[Start of section]

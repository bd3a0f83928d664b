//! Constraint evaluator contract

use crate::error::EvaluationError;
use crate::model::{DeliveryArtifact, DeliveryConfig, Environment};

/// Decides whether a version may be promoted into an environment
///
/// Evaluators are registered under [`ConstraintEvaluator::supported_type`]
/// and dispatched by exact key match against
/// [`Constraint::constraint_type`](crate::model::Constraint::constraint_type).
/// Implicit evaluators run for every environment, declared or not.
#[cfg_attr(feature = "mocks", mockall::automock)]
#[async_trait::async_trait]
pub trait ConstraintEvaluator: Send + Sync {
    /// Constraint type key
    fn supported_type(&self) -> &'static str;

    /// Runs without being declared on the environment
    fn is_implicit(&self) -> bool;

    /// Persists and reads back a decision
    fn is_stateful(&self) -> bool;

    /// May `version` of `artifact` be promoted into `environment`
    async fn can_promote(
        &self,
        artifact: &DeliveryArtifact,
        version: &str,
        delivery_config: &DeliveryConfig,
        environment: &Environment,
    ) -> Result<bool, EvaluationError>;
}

[End of section]

» Task requirements: Output the complete data exactly as written.

» Answer for the task:
repository bd3a0f83928d664b
//! Constraint evaluator contract

use crate::error::EvaluationError;
use crate::model::{DeliveryArtifact, DeliveryConfig, Environment};

/// Decides whether a version may be promoted into an environment
///
/// Evaluators are registered under [`ConstraintEvaluator::supported_type`]
/// and dispatched by exact key match against
/// [`Constraint::constraint_type`](crate::model::Constraint::constraint_type).
/// Implicit evaluators run for every environment, declared or not.
#[cfg_attr(feature = "mocks", mockall::automock)]
#[async_trait::async_trait]
pub trait ConstraintEvaluator: Send + Sync {
    /// Constraint type key
    fn supported_type(&self) -> &'static str;

    /// Runs without being declared on the environment
    fn is_implicit(&self) -> bool;

    /// Persists and reads back a decision
    fn is_stateful(&self) -> bool;

    /// May `version` of `artifact` be promoted into `environment`
    async fn can_promote(
        &self,
        artifact: &DeliveryArtifact,
        version: &str,
        delivery_config: &DeliveryConfig,
        environment: &Environment,
    ) -> Result<bool, EvaluationError>;
}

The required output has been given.